Yes you will rock 2010 Julie honey! I'm sorry you had to go through heartbreak this year. I've been there myself (a few times), but things happen for a reason and God has something better planned for you darling! Hope you had an amazing weekend. Kori xoxo
Great post! I wish you all the best for 2010!
Fabulous post, Julie! You've come a long way and you sound so happy and positive, what more could a person ask for, right?
2010 will be fabulous! =)
Hugs,
Liz
You are so wise for 23 ;) Absolutely, all the junk we go through in life is what shapes us in (ultimately) better people! Thank goodness! We don't have to drag that baggage around with us - you are free to set it down whenever you want (& it sounds like you have) That being said - 2010 IS going to be a great year!!
Oh yes...God has us walk these paths to learn and to grow and it is good that you can see that from all the things that seem bad when they happen...there are ALWAYS blessings. I am not sure I learned that at your age. I think it took me a lot longer. Growth and re-discovery s so good.
As an aside, I am not suer if you know this but the little snowflakes on your blog make the side jump and flickr (at least on my Mac).
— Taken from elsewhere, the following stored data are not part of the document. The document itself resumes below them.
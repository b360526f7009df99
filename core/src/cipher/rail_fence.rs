use alloc::string::String;
use alloc::vec;
use alloc::vec::Vec;

/// Rail index visited by each text position when writing down and up the rails.
fn zigzag(len: usize, rails: usize) -> impl Iterator<Item = usize> {
    let mut rail = 0;
    let mut down = true;
    (0..len).map(move |_| {
        let current = rail;
        if down {
            rail += 1;
        } else {
            rail -= 1;
        }
        if rail == rails - 1 || rail == 0 {
            down = !down;
        }
        current
    })
}

/// Writes the text in a zigzag over `rails` rows and reads the rows in order.
///
/// Fewer than two rails leaves the text as is, and so does having at least
/// as many rails as characters since every character lands on its own rail.
pub fn encode(text: &str, rails: usize) -> String {
    let len = text.chars().count();
    if rails <= 1 || rails >= len {
        return text.into();
    }

    let mut fence = vec![String::new(); rails];
    for (c, rail) in text.chars().zip(zigzag(len, rails)) {
        fence[rail].push(c);
    }
    fence.concat()
}

pub fn decode(text: &str, rails: usize) -> String {
    let chars: Vec<char> = text.chars().collect();
    if rails <= 1 || rails >= chars.len() {
        return text.into();
    }

    let pattern: Vec<usize> = zigzag(chars.len(), rails).collect();

    let mut lengths = vec![0; rails];
    for &rail in &pattern {
        lengths[rail] += 1;
    }

    // the ciphertext is the rails laid end to end, so each rail starts where
    // the previous one stopped
    let mut cursors = Vec::with_capacity(rails);
    let mut start = 0;
    for length in lengths {
        cursors.push(start);
        start += length;
    }

    pattern
        .into_iter()
        .map(|rail| {
            let c = chars[cursors[rail]];
            cursors[rail] += 1;
            c
        })
        .collect()
}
It makes it very hard to read. I just wanted you to know. Maybe it only happens on my computer but I have noticed it on al the blog with the snowflakes....
Julie, You are a ROCKSTAR! Do not ever forget that, you will rock 2010 and you will come out on top:) Hope you are having a great day!!
Great outlook for the new year! I can't wait to see what it has in store.
I'm right there with you girl. My new motto is to just enjoy this moment I have....and let all the rest go.